A precariedade da vida feliz

Era uma vez um espetáculo multimídia que inspirou uma escritora a criar um romance, que levou a autora da peça original a escrever dois roteiros: um para o cinema, outro teatral. Essa é uma história que começou no século passado, mais precisamente em 1987, quando Jocy de Oliveira encenou Realejo dos mundos, uma ópera que trazia a música como elemento essencial à vida. Passadas mais de três décadas, Jocy voltou a se debruçar sobre o tema, transformado em romance por Adriana Lisboa, para criar os roteiros. O resultado gráfico vem no belo volume Realejo de vida e morte, um roteiro de Jocy de Oliveira/Realejo dos Mundos, um romance de Adriana Lisboa (Relicário, R$ 71,80), que traz, além dos textos, fotografias das montagens e partituras.

No romance, Adriana Lisboa quis evocar, poeticamente, a influência da música e da obra de Jocy em sua formação. Já Jocy, ao escrever durante a pandemia o roteiro do longa-metragem, trata das ameaças ao futuro do planeta através dos personagens Muri e Flor, isolados em um lugarejo que vai sendo abandonado pelos moradores, devido ao avanço do mar sobre o território. No entanto, até o prejudicial pode ser modificado. A incerteza que cerca os personagens se apresenta como elemento de resistência e continuidade: mesmo perdendo seu território para o oceano, Flor, grávida, está pronta a abrir-se para um mundo assustador, desde que acompanhada pela música, pois “no princípio era o som. No fim será o som também”.

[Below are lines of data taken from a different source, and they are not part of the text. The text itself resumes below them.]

//! Named workout presets with file locking.
//!
//! All presets live in one JSON document. Reads take a shared lock. Writers
//! hold an exclusive lock on `presets.json.lock` across the whole
//! read-modify-write and rewrite the document through a temp file that is
//! synced and then renamed over the original, so a crash never leaves a
//! half-written file.

use crate::{Error, Result, WorkoutConfig, WorkoutPreset};
use chrono::Utc;
use fs2::FileExt;
use serde::{Deserialize, Serialize};
use std::fs::{File, OpenOptions};
use std::io::{Read, Write};
use std::path::{Path, PathBuf};
use tempfile::NamedTempFile;
use uuid::Uuid;

/// CRUD over presets, keyed by user identity
pub trait PresetStore {
    /// The user's presets, newest first
    fn list(&self, user_id: &str) -> Result<Vec<WorkoutPreset>>;

    fn get(&self, user_id: &str, id: Uuid) -> Result<WorkoutPreset>;

    /// Newest preset of the user with exactly this name
    fn find_by_name(&self, user_id: &str, name: &str) -> Result<Option<WorkoutPreset>>;

    fn create(&mut self, user_id: &str, name: &str, config: WorkoutConfig) -> Result<WorkoutPreset>;

    fn update(
        &mut self,
        user_id: &str,
        id: Uuid,
        name: &str,
        config: WorkoutConfig,
    ) -> Result<WorkoutPreset>;

    fn delete(&mut self, user_id: &str, id: Uuid) -> Result<()>;
}

#[derive(Debug, Default, Serialize, Deserialize)]
struct PresetFile {
    #[serde(default)]
    presets: Vec<WorkoutPreset>,
}

/// Preset store backed by a single JSON file
pub struct JsonPresetStore {
    path: PathBuf,
}

impl JsonPresetStore {
    pub fn new(path: impl Into<PathBuf>) -> Self {
        Self { path: path.into() }
    }

    /// Load the document with shared locking.
    ///
    /// A missing file is empty. A corrupted file logs a warning and is
    /// treated as empty.
    fn load(&self) -> Result<PresetFile> {
        if !self.path.exists() {
            return Ok(PresetFile::default());
        }

        let file = File::open(&self.path)?;
        file.lock_shared()?;

        let mut contents = String::new();
        let read = std::io::BufReader::new(&file).read_to_string(&mut contents);
        file.unlock()?;
        read?;

        match serde_json::from_str::<PresetFile>(&contents) {
            Ok(doc) => Ok(doc),
            Err(e) => {
                tracing::warn!(
                    "Failed to parse preset file {:?}: {}. Treating as empty.",
                    self.path,
                    e
                );
                Ok(PresetFile::default())
            }
        }
    }

    /// Atomically replace the document
    fn save(&self, doc: &PresetFile) -> Result<()> {
        let parent = self.path.parent().ok_or_else(|| {
            std::io::Error::new(std::io::ErrorKind::Other, "preset path missing parent")
        })?;
        std::fs::create_dir_all(parent)?;

        let temp = NamedTempFile::new_in(parent)?;
        temp.as_file().lock_exclusive()?;

        {
            let mut writer = std::io::BufWriter::new(temp.as_file());
            serde_json::to_writer_pretty(&mut writer, doc)?;
            writer.flush()?;
        }

        temp.as_file().sync_all()?;
        temp.as_file().unlock()?;
        temp.persist(&self.path).map_err(|e| Error::Io(e.error))?;

        tracing::debug!("Saved {} presets to {:?}", doc.presets.len(), self.path);
        Ok(())
    }

    /// Sidecar file that serializes writers
    fn lock_path(&self) -> PathBuf {
        let mut path = self.path.clone().into_os_string();
        path.push(".lock");
        PathBuf::from(path)
    }

    /// Load, modify and save back while holding the writer lock
    fn modify<T, F>(&self, f: F) -> Result<T>
    where
        F: FnOnce(&mut PresetFile) -> Result<T>,
    {
        if let Some(parent) = self.path.parent() {
            std::fs::create_dir_all(parent)?;
        }
        let lock = OpenOptions::new()
            .create(true)
            .write(true)
            .open(self.lock_path())?;
        lock.lock_exclusive()?;

        let result = self.load().and_then(|mut doc| {
            let out = f(&mut doc)?;
            self.save(&doc)?;
            Ok(out)
        });

        lock.unlock()?;
        result
    }
}

fn validated_name(name: &str) -> Result<String> {
    let name = name.trim();
    if name.is_empty() {
        return Err(Error::InvalidConfig("preset name must not be empty".into()));
    }
    Ok(name.to_string())
}

impl PresetStore for JsonPresetStore {
    fn list(&self, user_id: &str) -> Result<Vec<WorkoutPreset>> {
        let mut presets: Vec<_> = self
            .load()?
            .presets
            .into_iter()
            .filter(|p| p.user_id == user_id)
            .collect();
        presets.sort_by(|a, b| b.created_at.cmp(&a.created_at));
        Ok(presets)
    }

    fn get(&self, user_id: &str, id: Uuid) -> Result<WorkoutPreset> {
        self.list(user_id)?
            .into_iter()
            .find(|p| p.id == id)
            .ok_or(Error::PresetNotFound(id))
    }

    fn find_by_name(&self, user_id: &str, name: &str) -> Result<Option<WorkoutPreset>> {
        let name = name.trim();
        Ok(self.list(user_id)?.into_iter().find(|p| p.name == name))
    }

    fn create(&mut self, user_id: &str, name: &str, config: WorkoutConfig) -> Result<WorkoutPreset> {
        let name = validated_name(name)?;
        config.validate()?;

        let preset = WorkoutPreset {
            id: Uuid::new_v4(),
            user_id: user_id.to_string(),
            name,
            created_at: Utc::now(),
            config,
        };

        self.modify(|doc| {
            doc.presets.push(preset.clone());
            Ok(())
        })?;

        tracing::info!("Created preset {:?} ({}) for {}", preset.name, preset.id, user_id);
        Ok(preset)
    }

    fn update(
        &mut self,
        user_id: &str,
        id: Uuid,
        name: &str,
        config: WorkoutConfig,
    ) -> Result<WorkoutPreset> {
        let name = validated_name(name)?;
        config.validate()?;

        let updated = self.modify(|doc| {
            let preset = doc
                .presets
                .iter_mut()
                .find(|p| p.id == id && p.user_id == user_id)
                .ok_or(Error::PresetNotFound(id))?;
            preset.name = name;
            preset.config = config;
            Ok(preset.clone())
        })?;

        tracing::info!("Updated preset {}", id);
        Ok(updated)
    }

    fn delete(&mut self, user_id: &str, id: Uuid) -> Result<()> {
        self.modify(|doc| {
            let before = doc.presets.len();
            doc.presets.retain(|p| !(p.id == id && p.user_id == user_id));
            if doc.presets.len() == before {
                return Err(Error::PresetNotFound(id));
            }
            Ok(())
        })?;

        tracing::info!("Deleted preset {}", id);
        Ok(())
    }
}

/// Resolve a preset by id or, failing that, by name
pub fn resolve_preset(
    store: &impl PresetStore,
    user_id: &str,
    id_or_name: &str,
) -> Result<Option<WorkoutPreset>> {
    if let Ok(id) = Uuid::parse_str(id_or_name.trim()) {
        match store.get(user_id, id) {
            Ok(preset) => return Ok(Some(preset)),
            Err(Error::PresetNotFound(_)) => {}
            Err(e) => return Err(e),
        }
    }
    store.find_by_name(user_id, id_or_name)
}

/// Location of the preset file inside a data directory
pub fn presets_path(data_dir: &Path) -> PathBuf {
    data_dir.join("presets.json")
}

Sem qualquer pretensão de buscar do leitor algo além de gargalhadas, a transposição da sabedoria do personagem cômico Craque Daniel das telas (pequenas) para as páginas, Você não merece ser feliz (Intrínseca, R$ 39,90), de Pedro Leite e Daniel Furlan, segue a fórmula de tantos manuais de autoajuda, ainda que pregue uma inédita trilha para o insucesso. Craque Daniel é interpretado por Furlan no programa humorístico Falha de Cobertura, que analisa o futebol ao lado de diversas figuras fictícias, entre elas o professor Cerginho, vivido por Caito Mainier.  Seguindo os “toques” espalhados por onze capítulos, o leitor conseguirá, garantem os autores, desenvolver rancor, usar a mentira como vantagem evolutiva da espécie humana e conformar-se com a infelicidade perene que ronda a humanidade. Uma sucessão de piadas sem o menor compromisso com a seriedade que vale a pena desfrutar apenas pelo descompromisso de viver!

Um amor eterno e duradouro, ainda que sem convivência diária é o que une o brasileiro Alexandre e o tcheco Sebastian em O rio entre nós (Quixote, R$ 60), de Thiago Zanon. Mais do que um oceano, o tempo separa os dois apaixonados, que ao longo de décadas poucos dias passam em companhia um do outro, tocando suas rotinas separadamente, embora cada encontro determine uma mudança essencial em suas trajetórias pessoais. Essa novela de estreia do escritor paulista percorre diferentes cenários enquanto o protagonista luta para construir uma trajetória no mínimo satisfatória, já que sua oportunidade de ser feliz está do outro lado do mundo.

A quebra da rotina chega da pior maneira para três mulheres de meia-idade que mantêm uma relação simbiótica desde a adolescência no thriller O melhor da amizade (Faro Editorial, R$ 44,33), de Lucinda Berry. Lindsey, Kendra e Dani compraram casas próximas umas das outras, frequentam o mesmo círculo social e viram os filhos crescer reproduzindo a amizade que une as mães. Até que uma noite, os três rapazes se envolvem num acidente que deixa um morto, outro em coma e o terceiro traumatizado a ponto de não conseguir falar. A investigação policial desvenda segredos que podem explicar o incidente e pôr à prova a lealdade das três amigas.